- [YOUR OBJECTIVE] Select from the data all lines with the word "when".

- [DATA FOR THIS TASK]
# # #
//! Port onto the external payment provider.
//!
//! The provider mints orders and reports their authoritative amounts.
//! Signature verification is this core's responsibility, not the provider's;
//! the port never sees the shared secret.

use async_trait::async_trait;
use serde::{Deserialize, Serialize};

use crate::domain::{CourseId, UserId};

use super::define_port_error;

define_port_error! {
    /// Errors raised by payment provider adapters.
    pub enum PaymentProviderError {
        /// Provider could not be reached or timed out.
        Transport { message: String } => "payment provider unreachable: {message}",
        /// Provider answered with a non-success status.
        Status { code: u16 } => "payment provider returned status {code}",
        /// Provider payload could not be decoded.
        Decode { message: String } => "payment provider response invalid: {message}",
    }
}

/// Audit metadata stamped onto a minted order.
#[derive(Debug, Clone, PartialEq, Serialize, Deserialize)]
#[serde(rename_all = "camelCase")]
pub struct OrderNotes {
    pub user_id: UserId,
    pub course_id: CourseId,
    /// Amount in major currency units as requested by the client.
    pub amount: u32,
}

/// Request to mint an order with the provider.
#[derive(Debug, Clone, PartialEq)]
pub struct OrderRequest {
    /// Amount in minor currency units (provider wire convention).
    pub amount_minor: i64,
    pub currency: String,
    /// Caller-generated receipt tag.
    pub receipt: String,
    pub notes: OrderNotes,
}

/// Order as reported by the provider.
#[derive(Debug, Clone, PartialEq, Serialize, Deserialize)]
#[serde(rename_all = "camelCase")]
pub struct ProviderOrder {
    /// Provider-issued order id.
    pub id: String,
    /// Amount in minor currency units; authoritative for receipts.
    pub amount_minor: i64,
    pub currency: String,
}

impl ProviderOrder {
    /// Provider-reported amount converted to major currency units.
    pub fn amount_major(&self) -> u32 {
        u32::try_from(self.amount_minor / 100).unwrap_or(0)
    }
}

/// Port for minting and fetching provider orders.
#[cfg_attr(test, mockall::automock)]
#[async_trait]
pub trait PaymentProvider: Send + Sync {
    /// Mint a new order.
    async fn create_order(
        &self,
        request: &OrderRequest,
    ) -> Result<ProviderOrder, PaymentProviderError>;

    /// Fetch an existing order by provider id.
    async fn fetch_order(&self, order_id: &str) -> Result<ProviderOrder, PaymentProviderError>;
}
# # #
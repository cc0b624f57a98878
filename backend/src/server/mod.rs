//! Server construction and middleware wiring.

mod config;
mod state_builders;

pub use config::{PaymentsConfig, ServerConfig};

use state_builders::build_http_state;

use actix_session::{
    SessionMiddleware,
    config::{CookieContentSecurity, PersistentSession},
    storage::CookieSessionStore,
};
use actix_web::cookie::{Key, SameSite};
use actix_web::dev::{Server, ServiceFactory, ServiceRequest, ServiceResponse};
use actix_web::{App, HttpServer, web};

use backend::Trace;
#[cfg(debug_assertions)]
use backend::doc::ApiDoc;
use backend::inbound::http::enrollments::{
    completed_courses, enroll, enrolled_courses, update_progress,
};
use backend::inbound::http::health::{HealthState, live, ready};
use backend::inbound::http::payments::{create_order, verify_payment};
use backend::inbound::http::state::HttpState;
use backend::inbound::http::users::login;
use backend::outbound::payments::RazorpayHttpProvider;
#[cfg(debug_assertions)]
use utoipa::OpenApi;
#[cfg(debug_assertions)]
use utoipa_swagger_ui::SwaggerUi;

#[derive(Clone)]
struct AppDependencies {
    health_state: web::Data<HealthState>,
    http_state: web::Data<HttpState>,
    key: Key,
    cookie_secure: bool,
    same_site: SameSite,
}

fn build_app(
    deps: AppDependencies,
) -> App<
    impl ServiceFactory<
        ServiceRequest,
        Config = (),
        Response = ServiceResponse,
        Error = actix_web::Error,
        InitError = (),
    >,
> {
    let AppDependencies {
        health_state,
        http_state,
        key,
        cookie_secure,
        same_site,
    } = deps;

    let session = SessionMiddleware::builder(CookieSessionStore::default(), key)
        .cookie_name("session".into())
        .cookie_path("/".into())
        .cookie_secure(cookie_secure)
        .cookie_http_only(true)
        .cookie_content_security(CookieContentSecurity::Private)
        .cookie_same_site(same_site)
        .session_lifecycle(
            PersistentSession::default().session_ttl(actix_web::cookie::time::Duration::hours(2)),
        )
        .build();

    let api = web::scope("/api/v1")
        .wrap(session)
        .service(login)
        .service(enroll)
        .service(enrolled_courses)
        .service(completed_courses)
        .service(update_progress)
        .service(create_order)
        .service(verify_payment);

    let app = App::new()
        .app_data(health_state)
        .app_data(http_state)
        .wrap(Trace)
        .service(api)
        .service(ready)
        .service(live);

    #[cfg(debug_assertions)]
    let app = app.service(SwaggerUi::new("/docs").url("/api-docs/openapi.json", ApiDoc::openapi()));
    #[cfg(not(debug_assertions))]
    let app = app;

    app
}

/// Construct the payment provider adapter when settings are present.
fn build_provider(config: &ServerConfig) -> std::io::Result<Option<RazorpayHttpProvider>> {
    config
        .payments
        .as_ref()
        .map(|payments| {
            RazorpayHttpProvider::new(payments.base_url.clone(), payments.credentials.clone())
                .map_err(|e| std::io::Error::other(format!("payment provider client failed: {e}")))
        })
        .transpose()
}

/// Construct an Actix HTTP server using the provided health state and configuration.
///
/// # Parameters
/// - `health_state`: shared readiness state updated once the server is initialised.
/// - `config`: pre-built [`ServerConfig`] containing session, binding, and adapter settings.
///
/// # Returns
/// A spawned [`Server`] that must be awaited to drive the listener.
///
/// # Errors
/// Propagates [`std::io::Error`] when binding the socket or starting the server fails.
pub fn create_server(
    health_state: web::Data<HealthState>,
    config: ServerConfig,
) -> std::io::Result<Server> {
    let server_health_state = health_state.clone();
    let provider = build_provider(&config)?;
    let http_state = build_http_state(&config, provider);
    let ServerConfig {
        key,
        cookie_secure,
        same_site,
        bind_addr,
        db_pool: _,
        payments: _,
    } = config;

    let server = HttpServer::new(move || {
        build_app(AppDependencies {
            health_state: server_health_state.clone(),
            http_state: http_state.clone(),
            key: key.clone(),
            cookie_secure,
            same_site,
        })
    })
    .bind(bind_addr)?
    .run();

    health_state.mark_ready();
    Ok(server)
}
# # #
- [ANSWER TO THIS EXERCISE]
/// Construct the payment provider adapter when settings are present.
/// Propagates [`std::io::Error`] when binding the socket or starting the server fails.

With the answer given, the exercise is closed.